The count of lines below that include the string "command" is the whole answer; write it alone.

*** Opening of Extracted data ***

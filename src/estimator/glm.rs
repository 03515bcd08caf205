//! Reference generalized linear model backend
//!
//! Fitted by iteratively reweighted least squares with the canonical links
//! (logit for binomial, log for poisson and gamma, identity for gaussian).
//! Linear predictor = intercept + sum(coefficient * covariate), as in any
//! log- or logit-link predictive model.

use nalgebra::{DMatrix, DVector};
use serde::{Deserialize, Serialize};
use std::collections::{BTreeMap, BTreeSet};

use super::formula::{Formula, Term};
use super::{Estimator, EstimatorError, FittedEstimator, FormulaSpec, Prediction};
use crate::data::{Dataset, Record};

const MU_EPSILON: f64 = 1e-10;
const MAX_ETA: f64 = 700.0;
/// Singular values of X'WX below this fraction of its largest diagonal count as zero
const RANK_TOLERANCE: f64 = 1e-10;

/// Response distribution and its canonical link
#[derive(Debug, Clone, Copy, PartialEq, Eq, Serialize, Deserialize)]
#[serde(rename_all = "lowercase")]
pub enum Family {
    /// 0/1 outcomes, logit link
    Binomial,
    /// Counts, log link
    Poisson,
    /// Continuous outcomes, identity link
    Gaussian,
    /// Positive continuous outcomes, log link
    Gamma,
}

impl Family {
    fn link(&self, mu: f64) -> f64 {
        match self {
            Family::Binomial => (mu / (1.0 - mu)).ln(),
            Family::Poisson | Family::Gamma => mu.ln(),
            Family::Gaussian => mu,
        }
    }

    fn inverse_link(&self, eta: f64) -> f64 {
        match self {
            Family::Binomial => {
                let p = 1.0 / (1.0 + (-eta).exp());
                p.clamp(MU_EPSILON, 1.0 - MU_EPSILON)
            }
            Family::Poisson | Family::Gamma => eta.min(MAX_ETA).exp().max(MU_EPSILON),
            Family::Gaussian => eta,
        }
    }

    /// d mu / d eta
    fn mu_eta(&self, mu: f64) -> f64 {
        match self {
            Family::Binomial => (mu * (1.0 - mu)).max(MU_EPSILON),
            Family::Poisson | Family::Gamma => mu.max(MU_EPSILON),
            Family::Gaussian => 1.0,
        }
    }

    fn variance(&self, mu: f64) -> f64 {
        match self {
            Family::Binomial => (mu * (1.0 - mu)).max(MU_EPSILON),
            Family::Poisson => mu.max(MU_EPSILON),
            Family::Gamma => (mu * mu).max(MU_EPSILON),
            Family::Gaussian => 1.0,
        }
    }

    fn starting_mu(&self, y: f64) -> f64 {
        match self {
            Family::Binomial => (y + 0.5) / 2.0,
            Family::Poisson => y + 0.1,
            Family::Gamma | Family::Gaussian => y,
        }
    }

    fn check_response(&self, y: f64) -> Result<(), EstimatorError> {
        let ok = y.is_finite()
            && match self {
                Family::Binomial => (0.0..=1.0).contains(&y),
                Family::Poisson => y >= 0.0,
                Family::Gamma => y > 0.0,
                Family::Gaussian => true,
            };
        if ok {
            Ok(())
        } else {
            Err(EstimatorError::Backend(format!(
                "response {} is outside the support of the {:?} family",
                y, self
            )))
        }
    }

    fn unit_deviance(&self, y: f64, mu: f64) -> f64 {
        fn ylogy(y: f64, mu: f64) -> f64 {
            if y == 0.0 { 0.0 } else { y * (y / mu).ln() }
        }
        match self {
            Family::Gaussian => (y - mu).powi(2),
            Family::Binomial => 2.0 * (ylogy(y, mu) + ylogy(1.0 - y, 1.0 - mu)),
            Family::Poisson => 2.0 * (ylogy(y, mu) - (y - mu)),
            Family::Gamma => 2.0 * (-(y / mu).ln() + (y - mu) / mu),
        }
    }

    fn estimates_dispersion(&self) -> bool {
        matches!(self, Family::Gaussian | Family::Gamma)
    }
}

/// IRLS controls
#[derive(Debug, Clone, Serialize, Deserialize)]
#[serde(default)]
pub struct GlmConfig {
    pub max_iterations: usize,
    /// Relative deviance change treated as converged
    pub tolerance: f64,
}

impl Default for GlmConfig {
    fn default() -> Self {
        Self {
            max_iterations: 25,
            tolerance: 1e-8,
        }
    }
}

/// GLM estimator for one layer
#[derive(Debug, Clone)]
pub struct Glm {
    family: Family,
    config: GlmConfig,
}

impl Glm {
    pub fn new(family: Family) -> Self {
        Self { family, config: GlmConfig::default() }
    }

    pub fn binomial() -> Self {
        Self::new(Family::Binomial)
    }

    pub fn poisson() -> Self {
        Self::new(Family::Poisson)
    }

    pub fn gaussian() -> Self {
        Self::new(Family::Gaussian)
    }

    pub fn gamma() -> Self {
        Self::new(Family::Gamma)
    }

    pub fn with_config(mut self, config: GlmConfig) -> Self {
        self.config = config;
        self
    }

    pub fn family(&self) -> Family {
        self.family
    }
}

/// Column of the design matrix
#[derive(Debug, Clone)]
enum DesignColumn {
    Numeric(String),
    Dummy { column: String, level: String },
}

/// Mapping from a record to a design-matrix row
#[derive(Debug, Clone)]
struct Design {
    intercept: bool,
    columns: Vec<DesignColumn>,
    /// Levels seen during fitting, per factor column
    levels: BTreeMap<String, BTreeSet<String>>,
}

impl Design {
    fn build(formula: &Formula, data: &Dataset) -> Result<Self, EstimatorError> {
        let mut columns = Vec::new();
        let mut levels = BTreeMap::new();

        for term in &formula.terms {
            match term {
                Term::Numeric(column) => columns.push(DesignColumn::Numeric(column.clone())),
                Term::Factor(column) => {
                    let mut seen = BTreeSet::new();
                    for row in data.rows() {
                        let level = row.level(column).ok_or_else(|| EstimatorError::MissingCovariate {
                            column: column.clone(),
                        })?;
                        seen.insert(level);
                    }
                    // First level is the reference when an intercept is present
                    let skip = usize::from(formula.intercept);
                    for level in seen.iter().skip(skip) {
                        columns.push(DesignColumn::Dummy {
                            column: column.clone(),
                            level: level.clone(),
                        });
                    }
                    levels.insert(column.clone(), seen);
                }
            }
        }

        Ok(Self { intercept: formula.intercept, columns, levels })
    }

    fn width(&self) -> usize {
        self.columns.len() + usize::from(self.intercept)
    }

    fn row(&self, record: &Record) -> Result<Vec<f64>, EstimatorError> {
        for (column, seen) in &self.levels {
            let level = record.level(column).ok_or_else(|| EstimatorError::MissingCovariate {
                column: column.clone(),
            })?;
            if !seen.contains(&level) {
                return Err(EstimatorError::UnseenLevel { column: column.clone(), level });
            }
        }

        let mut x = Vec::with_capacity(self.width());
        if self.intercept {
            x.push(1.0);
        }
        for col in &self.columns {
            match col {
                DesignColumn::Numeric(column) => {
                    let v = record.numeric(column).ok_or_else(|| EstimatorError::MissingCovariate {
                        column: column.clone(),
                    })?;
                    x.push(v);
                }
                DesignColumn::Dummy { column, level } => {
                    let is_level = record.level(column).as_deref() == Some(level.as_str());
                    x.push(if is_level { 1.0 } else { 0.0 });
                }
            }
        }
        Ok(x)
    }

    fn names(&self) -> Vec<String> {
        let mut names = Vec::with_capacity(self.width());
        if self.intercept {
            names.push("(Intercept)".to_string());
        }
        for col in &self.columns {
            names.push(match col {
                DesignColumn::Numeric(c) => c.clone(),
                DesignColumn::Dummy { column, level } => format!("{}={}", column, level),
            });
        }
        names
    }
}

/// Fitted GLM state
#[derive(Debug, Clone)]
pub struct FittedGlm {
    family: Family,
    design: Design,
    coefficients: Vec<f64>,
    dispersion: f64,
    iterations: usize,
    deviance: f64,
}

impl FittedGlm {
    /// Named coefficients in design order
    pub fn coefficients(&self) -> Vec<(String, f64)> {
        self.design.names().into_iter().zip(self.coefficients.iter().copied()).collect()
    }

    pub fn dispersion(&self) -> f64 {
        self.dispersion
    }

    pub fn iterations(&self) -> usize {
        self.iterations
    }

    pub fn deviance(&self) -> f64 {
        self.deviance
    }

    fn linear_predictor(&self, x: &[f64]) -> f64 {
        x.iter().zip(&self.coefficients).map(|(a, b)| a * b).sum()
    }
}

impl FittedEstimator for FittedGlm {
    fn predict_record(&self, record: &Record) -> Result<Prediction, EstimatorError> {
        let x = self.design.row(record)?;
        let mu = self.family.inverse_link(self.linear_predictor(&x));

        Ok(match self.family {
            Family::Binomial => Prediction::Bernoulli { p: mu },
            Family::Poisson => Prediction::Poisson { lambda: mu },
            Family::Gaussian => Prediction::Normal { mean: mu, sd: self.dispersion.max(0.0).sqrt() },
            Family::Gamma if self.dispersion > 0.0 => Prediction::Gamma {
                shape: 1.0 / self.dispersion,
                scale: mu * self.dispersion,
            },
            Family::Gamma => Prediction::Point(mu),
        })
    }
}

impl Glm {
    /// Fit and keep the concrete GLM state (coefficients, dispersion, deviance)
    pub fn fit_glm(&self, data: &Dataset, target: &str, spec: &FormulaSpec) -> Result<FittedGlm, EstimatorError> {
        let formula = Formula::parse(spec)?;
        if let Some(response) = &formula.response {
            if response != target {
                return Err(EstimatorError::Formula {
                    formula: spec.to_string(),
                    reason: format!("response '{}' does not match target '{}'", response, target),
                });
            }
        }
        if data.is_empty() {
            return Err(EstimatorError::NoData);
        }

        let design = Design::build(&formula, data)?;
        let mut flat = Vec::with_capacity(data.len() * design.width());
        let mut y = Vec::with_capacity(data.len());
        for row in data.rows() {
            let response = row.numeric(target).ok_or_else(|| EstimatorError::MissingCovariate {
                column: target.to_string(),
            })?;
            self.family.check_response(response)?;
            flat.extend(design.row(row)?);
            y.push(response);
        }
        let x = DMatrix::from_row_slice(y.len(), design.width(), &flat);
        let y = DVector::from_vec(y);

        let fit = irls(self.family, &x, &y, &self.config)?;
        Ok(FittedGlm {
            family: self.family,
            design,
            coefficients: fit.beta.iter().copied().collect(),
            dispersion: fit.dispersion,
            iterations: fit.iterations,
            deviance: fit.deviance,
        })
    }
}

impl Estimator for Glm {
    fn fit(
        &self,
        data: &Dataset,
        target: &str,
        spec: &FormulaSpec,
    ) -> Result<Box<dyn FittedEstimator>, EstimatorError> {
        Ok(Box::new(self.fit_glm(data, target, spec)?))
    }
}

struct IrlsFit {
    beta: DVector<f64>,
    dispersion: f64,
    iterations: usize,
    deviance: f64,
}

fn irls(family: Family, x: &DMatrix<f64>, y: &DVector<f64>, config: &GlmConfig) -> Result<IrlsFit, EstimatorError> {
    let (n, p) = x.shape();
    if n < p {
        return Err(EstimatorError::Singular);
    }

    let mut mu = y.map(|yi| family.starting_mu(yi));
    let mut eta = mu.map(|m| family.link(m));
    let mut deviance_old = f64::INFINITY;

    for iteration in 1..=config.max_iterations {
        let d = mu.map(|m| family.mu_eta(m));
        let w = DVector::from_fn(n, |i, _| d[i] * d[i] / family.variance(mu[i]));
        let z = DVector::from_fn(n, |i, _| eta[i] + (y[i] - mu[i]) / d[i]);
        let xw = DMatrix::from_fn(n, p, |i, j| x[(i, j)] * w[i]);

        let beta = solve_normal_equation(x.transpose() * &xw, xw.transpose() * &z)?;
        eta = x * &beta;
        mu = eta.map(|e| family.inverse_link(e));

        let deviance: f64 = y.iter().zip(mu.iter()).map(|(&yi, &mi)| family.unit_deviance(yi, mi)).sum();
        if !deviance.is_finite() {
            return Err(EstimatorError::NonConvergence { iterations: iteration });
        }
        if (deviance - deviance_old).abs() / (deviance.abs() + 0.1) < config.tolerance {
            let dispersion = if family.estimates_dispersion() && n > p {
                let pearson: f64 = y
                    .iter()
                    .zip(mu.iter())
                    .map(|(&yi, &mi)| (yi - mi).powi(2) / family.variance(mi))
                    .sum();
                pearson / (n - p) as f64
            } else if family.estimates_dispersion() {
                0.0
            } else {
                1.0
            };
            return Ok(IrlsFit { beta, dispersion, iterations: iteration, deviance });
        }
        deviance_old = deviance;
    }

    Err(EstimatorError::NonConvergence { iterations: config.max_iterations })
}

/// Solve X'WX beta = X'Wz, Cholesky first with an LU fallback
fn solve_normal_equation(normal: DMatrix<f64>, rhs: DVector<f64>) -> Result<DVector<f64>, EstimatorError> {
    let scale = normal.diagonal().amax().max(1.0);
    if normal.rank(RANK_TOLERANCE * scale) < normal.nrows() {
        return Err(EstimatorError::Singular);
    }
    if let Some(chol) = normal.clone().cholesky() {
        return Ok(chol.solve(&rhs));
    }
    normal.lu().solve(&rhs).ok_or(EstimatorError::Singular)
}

*** Close of Extracted data ***
*** Opening of Extracted data ***

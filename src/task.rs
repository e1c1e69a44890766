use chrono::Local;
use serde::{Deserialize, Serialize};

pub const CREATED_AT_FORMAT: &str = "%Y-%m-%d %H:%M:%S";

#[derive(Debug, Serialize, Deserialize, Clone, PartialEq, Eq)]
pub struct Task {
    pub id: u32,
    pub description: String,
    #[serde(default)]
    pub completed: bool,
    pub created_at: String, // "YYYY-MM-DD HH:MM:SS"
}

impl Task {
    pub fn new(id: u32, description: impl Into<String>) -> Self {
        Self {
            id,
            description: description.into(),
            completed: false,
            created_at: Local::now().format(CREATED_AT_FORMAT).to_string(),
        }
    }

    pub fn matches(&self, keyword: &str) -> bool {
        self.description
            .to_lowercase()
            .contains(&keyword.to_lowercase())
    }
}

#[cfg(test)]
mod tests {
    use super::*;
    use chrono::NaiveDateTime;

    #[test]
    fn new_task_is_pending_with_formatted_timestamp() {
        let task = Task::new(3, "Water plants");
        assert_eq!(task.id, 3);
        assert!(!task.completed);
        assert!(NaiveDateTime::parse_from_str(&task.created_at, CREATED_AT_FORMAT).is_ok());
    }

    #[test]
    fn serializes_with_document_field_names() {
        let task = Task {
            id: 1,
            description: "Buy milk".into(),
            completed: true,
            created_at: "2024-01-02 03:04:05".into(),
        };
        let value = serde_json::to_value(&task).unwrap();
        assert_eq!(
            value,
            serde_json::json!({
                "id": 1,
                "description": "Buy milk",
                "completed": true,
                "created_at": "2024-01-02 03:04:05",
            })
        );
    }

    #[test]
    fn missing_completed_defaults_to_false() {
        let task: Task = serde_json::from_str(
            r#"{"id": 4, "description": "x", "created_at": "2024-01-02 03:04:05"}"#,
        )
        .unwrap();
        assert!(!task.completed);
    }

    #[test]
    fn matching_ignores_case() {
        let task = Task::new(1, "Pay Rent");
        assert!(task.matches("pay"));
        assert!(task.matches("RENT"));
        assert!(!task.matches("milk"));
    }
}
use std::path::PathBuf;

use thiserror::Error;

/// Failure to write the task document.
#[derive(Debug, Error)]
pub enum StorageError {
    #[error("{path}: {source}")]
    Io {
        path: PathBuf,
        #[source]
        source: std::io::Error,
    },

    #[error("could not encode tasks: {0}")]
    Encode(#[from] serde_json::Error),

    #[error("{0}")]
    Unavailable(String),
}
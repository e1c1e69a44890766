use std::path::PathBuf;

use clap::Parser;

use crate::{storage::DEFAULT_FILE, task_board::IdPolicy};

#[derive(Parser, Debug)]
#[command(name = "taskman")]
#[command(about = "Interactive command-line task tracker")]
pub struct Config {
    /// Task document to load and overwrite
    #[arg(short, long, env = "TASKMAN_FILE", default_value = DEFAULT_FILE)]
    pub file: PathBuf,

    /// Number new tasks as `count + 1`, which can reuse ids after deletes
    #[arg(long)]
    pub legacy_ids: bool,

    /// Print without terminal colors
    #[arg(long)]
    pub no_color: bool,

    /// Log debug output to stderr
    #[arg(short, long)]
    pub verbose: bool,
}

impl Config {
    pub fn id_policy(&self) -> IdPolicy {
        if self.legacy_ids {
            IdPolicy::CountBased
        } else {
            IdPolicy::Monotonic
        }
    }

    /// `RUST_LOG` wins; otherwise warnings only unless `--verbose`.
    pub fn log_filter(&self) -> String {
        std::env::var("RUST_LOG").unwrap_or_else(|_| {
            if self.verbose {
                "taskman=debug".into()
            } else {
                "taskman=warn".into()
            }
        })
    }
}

*** Close of Extracted data ***
*** Opening of Extracted data ***

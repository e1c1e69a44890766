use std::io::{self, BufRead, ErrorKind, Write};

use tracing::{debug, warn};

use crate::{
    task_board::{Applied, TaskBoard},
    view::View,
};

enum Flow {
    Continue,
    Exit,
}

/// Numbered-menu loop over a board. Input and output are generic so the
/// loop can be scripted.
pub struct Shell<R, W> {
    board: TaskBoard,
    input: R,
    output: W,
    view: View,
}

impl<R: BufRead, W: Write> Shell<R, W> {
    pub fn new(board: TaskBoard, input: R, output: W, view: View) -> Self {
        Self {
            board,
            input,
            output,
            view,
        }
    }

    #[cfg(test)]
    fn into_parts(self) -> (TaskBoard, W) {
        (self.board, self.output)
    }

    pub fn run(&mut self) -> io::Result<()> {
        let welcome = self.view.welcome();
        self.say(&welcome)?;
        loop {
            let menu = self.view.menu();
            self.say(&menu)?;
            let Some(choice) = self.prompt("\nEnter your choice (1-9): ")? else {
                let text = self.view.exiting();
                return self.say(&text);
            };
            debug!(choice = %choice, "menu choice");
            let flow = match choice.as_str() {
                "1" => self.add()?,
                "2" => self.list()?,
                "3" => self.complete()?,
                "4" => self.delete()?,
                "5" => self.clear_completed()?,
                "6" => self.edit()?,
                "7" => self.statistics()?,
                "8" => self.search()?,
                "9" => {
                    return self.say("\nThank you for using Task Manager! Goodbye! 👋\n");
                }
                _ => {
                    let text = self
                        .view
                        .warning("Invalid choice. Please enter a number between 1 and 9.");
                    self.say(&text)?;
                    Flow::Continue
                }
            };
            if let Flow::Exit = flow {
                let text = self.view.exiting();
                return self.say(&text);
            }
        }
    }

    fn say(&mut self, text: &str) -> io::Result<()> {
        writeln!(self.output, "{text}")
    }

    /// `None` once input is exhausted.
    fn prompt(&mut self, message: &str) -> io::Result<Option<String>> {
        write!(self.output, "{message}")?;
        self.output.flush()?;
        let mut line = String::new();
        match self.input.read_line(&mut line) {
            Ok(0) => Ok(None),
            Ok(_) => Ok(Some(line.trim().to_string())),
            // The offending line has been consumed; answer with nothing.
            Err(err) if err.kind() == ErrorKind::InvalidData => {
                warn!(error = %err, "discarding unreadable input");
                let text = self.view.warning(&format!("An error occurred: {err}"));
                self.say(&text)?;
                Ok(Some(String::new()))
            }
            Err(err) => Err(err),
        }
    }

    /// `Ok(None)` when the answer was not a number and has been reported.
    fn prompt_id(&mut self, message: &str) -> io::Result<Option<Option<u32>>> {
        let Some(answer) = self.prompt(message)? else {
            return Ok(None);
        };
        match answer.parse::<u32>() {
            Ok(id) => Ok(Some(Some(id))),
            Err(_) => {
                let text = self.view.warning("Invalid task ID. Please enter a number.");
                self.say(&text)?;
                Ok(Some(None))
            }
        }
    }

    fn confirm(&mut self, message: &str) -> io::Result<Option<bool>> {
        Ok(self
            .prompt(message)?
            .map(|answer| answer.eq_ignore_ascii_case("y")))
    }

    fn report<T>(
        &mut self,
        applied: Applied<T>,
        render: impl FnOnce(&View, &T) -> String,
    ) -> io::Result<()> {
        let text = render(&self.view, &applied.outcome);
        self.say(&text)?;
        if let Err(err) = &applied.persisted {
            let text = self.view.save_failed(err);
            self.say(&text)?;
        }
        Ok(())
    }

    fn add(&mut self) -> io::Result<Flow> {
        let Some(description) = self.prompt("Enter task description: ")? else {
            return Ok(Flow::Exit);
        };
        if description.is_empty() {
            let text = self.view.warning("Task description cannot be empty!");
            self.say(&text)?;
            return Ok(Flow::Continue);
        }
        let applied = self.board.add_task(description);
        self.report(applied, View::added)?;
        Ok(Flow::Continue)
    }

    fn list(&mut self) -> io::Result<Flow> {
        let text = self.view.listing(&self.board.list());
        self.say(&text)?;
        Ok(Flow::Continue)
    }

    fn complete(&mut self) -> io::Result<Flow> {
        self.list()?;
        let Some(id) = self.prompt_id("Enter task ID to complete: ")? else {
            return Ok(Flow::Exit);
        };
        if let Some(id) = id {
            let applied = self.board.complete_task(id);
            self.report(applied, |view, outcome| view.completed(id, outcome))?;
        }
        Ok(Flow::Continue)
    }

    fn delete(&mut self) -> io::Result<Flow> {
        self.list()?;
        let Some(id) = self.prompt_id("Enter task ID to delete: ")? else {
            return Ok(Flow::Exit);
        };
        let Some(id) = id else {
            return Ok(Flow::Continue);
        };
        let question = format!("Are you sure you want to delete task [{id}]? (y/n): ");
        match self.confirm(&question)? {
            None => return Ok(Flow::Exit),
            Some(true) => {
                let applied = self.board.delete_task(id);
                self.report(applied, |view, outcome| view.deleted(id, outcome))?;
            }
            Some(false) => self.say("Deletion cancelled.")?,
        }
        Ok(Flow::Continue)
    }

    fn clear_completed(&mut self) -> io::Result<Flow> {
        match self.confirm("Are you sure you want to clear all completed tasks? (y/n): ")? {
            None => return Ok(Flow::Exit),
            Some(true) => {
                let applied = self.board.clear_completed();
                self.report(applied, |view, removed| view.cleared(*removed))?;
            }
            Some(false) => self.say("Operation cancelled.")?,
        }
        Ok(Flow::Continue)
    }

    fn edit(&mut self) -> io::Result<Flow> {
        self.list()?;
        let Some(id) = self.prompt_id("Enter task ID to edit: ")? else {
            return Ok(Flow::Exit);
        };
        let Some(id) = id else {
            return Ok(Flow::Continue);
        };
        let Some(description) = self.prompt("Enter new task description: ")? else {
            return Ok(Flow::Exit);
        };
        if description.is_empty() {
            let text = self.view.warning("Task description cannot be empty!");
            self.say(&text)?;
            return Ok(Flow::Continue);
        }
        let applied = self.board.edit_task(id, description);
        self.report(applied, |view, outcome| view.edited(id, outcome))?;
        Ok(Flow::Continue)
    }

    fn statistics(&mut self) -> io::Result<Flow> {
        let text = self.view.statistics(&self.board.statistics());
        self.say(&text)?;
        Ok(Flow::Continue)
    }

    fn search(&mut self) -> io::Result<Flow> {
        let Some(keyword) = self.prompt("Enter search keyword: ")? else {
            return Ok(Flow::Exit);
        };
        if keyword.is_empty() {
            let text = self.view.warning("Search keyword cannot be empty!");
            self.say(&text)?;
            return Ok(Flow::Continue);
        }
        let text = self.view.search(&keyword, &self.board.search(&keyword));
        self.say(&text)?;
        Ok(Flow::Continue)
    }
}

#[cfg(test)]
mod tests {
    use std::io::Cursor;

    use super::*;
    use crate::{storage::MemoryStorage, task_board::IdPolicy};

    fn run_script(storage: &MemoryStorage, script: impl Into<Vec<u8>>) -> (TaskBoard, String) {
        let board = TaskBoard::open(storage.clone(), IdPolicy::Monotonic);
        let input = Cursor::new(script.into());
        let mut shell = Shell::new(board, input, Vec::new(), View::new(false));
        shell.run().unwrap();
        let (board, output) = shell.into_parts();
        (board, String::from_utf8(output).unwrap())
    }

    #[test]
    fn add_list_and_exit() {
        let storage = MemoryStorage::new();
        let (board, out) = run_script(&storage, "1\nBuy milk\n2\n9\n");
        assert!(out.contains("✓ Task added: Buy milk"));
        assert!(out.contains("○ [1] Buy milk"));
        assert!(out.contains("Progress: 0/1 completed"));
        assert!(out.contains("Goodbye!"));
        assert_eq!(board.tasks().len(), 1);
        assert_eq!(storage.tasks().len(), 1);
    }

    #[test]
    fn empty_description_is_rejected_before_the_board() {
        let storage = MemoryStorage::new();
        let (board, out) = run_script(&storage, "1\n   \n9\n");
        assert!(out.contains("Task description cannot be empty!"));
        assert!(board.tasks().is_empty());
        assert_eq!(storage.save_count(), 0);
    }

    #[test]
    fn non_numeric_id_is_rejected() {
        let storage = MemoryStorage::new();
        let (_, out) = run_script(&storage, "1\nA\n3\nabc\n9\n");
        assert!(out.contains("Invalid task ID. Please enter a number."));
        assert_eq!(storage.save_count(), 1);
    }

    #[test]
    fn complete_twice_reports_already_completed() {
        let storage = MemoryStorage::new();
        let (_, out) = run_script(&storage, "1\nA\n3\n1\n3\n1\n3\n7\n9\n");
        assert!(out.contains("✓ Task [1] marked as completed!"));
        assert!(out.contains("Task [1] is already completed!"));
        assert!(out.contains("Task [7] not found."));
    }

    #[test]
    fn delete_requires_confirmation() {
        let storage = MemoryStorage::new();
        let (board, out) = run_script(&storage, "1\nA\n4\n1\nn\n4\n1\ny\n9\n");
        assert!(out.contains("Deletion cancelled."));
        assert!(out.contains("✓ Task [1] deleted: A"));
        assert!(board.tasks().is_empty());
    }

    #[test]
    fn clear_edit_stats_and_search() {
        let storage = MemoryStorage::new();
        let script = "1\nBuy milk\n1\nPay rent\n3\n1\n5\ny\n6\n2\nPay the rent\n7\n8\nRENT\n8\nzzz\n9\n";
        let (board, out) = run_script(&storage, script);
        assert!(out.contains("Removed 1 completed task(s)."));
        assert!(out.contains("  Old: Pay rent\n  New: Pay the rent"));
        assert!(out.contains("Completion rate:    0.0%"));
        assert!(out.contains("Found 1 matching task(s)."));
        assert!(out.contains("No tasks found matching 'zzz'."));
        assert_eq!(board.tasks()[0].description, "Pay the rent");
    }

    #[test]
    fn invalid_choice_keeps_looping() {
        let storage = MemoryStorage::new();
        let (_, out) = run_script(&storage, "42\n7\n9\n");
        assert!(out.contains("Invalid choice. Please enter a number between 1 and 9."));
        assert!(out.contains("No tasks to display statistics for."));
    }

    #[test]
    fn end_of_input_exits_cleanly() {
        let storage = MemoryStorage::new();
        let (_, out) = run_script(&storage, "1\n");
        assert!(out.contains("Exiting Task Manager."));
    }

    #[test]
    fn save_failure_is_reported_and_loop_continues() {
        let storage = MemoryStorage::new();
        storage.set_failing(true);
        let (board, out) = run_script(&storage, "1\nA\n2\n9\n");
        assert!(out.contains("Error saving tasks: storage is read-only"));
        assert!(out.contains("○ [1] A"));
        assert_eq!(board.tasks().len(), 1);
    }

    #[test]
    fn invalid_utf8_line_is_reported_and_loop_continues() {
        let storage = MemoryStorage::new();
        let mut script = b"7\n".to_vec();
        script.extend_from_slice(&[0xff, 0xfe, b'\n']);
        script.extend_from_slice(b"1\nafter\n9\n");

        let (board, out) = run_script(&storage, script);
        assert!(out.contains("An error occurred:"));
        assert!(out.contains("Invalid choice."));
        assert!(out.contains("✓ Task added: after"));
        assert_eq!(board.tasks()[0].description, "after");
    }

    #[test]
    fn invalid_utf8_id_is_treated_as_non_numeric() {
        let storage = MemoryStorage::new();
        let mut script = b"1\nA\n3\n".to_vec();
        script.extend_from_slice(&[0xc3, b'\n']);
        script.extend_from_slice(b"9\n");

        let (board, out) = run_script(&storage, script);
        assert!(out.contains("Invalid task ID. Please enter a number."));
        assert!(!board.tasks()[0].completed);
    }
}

*** Close of Extracted data ***

▶ **Response**
2